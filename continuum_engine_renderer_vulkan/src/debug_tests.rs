use super::*;

// ============================================================================
// SEVERITY FILTER
// ============================================================================

#[test]
fn test_errors_only_filter() {
    let flags = severity_flags(DebugSeverity::ErrorsOnly);
    assert!(flags.contains(vk::DebugUtilsMessageSeverityFlagsEXT::ERROR));
    assert!(!flags.contains(vk::DebugUtilsMessageSeverityFlagsEXT::WARNING));
}

#[test]
fn test_errors_and_warnings_filter() {
    let flags = severity_flags(DebugSeverity::ErrorsAndWarnings);
    assert!(flags.contains(vk::DebugUtilsMessageSeverityFlagsEXT::WARNING));
    assert!(!flags.contains(vk::DebugUtilsMessageSeverityFlagsEXT::INFO));
}

#[test]
fn test_all_filter() {
    let flags = severity_flags(DebugSeverity::All);
    assert!(flags.contains(vk::DebugUtilsMessageSeverityFlagsEXT::VERBOSE));
    assert!(flags.contains(vk::DebugUtilsMessageSeverityFlagsEXT::INFO));
}

// ============================================================================
// SEVERITY MAPPING
// ============================================================================

#[test]
fn test_log_severity_mapping() {
    assert_eq!(log_severity(vk::DebugUtilsMessageSeverityFlagsEXT::ERROR), LogSeverity::Error);
    assert_eq!(log_severity(vk::DebugUtilsMessageSeverityFlagsEXT::WARNING), LogSeverity::Warn);
    assert_eq!(log_severity(vk::DebugUtilsMessageSeverityFlagsEXT::INFO), LogSeverity::Info);
    assert_eq!(log_severity(vk::DebugUtilsMessageSeverityFlagsEXT::VERBOSE), LogSeverity::Trace);
}

#[test]
fn test_message_type_names() {
    assert_eq!(message_type_name(vk::DebugUtilsMessageTypeFlagsEXT::VALIDATION), "Validation");
    assert_eq!(message_type_name(vk::DebugUtilsMessageTypeFlagsEXT::PERFORMANCE), "Performance");
    assert_eq!(message_type_name(vk::DebugUtilsMessageTypeFlagsEXT::GENERAL), "General");
}

// ============================================================================
// STATISTICS
// ============================================================================

#[test]
fn test_stats_tracker_counts_by_severity() {
    let tracker = ValidationStatsTracker::new();
    tracker.increment(LogSeverity::Error);
    tracker.increment(LogSeverity::Warn);
    tracker.increment(LogSeverity::Warn);
    tracker.increment(LogSeverity::Trace);

    let stats = tracker.get_stats();
    assert_eq!(stats.errors, 1);
    assert_eq!(stats.warnings, 2);
    assert_eq!(stats.info, 0);
    assert_eq!(stats.verbose, 1);
    assert_eq!(stats.total(), 4);

    tracker.reset();
    assert_eq!(tracker.get_stats().total(), 0);
}

#[test]
fn test_repeated_messages_are_counted() {
    let message = "test_repeated_messages_are_counted: unique message";
    let first = track_message(message);
    let second = track_message(message);
    assert_eq!(second, first + 1);
}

* Exercise instructions *
After locating the line above that contains "tracker.increment(LogSeverity::Trace);", write out that line and every later one exactly, through the last line of the material, and nothing else.

* Result of this exercise *
    tracker.increment(LogSeverity::Trace);

    let stats = tracker.get_stats();
    assert_eq!(stats.errors, 1);
    assert_eq!(stats.warnings, 2);
    assert_eq!(stats.info, 0);
    assert_eq!(stats.verbose, 1);
    assert_eq!(stats.total(), 4);

    tracker.reset();
    assert_eq!(tracker.get_stats().total(), 0);
}

#[test]
fn test_repeated_messages_are_counted() {
    let message = "test_repeated_messages_are_counted: unique message";
    let first = track_message(message);
    let second = track_message(message);
    assert_eq!(second, first + 1);
}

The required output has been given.